▸ **Items listed in a dataset**:

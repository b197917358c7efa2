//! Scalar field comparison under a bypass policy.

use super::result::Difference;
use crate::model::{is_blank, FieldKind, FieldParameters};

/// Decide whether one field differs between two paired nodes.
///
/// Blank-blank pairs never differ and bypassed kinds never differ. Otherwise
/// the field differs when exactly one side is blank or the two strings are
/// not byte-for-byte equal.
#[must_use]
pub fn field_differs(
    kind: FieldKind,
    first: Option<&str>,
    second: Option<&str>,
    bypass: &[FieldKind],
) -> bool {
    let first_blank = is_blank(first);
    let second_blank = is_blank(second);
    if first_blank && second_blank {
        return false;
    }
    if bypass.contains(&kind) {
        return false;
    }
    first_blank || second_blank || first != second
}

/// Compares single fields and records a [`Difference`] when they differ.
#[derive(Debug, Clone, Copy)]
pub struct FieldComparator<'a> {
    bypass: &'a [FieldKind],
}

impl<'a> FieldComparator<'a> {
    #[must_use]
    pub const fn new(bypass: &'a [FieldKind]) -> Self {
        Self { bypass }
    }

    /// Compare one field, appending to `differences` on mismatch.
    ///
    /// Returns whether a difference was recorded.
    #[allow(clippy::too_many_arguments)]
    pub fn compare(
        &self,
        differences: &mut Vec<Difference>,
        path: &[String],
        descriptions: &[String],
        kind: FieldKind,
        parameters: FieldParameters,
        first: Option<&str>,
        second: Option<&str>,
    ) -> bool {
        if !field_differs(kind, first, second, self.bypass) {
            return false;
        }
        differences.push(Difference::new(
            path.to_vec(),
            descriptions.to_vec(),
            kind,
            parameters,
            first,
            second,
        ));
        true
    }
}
* * *
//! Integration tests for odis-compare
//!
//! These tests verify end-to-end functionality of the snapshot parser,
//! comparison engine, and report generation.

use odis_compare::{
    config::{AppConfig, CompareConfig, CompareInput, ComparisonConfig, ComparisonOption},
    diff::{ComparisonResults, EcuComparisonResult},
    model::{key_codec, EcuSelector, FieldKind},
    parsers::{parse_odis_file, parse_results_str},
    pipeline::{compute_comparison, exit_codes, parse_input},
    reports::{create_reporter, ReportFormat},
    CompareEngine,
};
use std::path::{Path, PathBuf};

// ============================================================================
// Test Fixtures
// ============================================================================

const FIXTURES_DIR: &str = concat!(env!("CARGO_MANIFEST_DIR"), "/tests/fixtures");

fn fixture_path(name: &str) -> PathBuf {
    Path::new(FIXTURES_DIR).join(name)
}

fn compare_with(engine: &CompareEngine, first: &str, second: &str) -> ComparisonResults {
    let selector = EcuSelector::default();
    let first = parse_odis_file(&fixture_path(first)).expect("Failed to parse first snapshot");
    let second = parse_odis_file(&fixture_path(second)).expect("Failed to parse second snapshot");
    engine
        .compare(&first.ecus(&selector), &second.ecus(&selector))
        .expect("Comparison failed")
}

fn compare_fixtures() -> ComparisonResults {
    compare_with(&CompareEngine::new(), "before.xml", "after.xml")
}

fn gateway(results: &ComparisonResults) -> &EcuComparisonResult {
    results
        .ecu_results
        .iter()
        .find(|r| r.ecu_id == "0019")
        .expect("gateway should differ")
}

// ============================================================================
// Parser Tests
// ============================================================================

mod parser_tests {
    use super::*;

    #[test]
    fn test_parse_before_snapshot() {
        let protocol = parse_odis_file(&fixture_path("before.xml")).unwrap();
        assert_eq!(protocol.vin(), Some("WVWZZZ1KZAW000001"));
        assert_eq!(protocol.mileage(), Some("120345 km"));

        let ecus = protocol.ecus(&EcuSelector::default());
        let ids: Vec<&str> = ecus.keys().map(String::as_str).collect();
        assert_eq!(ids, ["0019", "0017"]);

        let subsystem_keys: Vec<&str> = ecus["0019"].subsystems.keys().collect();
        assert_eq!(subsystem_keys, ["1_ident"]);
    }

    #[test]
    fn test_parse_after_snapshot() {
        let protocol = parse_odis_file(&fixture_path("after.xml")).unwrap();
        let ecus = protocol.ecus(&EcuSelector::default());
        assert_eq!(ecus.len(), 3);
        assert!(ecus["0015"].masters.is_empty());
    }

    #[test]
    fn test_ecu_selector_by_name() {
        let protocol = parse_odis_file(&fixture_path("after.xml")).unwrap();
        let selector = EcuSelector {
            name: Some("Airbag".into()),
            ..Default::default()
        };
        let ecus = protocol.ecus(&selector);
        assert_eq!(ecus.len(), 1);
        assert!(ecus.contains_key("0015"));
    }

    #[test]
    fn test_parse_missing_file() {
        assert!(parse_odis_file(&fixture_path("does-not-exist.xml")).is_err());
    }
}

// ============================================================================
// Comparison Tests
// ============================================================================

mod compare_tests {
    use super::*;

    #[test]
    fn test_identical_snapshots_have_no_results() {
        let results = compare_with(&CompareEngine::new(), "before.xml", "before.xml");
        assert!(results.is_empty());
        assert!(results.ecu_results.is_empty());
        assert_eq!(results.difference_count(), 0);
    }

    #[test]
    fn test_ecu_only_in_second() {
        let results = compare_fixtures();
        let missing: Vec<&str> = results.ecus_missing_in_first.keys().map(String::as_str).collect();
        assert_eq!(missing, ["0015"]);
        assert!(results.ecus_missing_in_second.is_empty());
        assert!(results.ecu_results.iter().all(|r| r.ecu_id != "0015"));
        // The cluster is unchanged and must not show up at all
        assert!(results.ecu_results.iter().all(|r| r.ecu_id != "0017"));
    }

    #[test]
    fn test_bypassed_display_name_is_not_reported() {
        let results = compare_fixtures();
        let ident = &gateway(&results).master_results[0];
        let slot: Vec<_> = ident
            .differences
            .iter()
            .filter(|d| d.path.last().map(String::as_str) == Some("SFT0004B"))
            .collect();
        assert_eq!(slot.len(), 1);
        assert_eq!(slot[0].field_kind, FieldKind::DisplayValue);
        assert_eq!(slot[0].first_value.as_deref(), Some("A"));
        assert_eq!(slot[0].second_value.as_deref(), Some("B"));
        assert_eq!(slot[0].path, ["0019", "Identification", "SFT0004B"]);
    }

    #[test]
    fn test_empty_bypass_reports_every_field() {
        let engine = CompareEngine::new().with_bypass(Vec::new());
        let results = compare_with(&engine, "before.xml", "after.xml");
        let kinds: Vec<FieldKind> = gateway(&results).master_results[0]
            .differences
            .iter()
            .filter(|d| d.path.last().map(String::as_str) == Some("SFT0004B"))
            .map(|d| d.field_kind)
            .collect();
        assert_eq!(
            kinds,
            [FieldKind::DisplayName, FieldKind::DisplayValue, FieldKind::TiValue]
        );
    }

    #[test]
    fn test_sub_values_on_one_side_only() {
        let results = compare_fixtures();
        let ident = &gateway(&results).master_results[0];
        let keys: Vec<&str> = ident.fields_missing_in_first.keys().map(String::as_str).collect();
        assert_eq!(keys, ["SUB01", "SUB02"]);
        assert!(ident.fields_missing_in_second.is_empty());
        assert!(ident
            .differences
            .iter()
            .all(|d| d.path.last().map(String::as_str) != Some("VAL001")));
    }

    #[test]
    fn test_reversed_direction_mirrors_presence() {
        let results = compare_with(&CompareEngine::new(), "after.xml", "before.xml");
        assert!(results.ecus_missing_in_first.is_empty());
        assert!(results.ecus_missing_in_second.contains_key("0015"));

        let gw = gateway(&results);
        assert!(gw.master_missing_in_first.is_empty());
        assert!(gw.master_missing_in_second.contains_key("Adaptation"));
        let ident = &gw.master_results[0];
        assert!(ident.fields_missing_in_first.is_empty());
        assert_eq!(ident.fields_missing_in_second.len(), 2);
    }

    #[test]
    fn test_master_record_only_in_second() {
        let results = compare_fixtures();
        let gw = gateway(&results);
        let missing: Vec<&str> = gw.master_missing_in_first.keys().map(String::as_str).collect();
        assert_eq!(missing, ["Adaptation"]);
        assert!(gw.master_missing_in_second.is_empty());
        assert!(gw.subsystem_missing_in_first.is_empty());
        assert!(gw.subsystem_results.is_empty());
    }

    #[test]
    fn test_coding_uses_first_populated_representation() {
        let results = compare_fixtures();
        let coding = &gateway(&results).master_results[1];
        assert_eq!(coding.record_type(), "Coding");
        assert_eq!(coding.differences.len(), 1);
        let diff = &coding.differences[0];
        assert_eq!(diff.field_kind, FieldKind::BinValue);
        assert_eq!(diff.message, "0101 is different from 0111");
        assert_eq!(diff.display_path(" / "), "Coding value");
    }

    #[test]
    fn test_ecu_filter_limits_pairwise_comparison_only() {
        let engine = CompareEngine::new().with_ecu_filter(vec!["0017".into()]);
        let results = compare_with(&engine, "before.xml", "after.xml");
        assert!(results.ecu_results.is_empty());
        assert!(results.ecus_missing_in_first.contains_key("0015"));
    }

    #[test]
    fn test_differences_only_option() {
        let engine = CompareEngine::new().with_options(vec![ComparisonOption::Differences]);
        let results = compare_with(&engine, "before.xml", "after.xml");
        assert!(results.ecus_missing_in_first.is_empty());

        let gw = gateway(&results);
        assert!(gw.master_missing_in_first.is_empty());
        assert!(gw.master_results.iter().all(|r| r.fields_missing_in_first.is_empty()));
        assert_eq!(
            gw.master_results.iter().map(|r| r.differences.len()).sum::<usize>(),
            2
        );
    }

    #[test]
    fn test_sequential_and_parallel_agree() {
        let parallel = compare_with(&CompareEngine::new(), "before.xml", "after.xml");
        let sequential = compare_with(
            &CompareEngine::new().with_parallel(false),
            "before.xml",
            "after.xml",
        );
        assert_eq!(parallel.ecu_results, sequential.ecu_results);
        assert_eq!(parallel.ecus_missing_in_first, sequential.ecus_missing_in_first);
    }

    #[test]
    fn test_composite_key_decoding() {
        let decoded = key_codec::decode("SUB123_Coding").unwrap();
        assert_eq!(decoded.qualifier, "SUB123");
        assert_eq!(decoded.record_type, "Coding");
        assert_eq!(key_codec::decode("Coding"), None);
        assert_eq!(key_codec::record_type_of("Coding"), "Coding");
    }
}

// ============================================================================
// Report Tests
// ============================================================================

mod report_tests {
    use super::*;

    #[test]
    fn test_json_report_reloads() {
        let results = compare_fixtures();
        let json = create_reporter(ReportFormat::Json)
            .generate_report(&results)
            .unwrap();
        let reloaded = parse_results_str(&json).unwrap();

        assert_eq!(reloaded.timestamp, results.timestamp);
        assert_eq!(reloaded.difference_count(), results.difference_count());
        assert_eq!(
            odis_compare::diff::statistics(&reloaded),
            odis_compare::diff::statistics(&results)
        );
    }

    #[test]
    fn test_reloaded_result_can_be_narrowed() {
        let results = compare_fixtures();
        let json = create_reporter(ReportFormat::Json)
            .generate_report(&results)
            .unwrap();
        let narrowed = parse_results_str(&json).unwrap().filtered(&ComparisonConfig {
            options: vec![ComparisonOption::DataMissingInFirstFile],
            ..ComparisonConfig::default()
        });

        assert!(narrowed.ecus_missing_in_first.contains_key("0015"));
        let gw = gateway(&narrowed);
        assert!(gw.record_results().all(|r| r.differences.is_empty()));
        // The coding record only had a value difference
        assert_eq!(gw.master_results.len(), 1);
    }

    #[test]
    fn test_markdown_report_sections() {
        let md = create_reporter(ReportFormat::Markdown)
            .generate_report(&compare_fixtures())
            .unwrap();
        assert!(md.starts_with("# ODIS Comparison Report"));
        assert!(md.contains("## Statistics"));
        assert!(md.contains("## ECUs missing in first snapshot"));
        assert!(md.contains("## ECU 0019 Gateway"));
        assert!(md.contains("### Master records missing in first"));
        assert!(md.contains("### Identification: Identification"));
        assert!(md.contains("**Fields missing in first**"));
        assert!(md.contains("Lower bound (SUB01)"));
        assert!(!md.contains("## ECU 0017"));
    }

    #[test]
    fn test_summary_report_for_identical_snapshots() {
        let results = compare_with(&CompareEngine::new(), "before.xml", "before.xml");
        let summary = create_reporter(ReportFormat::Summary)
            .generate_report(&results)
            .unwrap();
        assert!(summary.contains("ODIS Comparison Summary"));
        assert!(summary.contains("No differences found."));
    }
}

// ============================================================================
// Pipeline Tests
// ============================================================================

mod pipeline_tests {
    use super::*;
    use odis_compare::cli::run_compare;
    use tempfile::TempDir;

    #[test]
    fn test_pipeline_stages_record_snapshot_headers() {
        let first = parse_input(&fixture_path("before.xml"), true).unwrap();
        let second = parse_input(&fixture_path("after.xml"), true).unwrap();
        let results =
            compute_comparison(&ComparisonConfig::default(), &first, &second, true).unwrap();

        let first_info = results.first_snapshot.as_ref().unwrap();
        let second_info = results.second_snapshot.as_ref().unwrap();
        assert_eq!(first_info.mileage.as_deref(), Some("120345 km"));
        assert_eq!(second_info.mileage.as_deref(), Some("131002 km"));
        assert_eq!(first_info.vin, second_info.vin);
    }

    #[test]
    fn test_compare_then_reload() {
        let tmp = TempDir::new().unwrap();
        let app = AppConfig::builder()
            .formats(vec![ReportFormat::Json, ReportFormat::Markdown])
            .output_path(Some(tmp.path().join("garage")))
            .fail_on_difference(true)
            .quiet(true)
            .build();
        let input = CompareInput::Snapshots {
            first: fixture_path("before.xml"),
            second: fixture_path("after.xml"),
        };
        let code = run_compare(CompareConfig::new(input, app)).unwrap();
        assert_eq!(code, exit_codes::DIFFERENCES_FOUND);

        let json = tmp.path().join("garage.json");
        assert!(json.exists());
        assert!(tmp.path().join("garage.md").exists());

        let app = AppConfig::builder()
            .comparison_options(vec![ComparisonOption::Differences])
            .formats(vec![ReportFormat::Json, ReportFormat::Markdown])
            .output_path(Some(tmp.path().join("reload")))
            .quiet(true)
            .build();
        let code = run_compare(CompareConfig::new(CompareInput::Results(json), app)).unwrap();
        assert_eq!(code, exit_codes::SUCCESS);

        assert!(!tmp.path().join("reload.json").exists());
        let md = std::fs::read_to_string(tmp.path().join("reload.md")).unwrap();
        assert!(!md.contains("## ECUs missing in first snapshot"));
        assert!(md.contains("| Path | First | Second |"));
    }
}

▸ **Problem details**:
Check every line of the data above for the string "EcuComparisonResult", and copy those that have it.

▸ **Result of the task**:
    diff::{ComparisonResults, EcuComparisonResult},
fn gateway(results: &ComparisonResults) -> &EcuComparisonResult {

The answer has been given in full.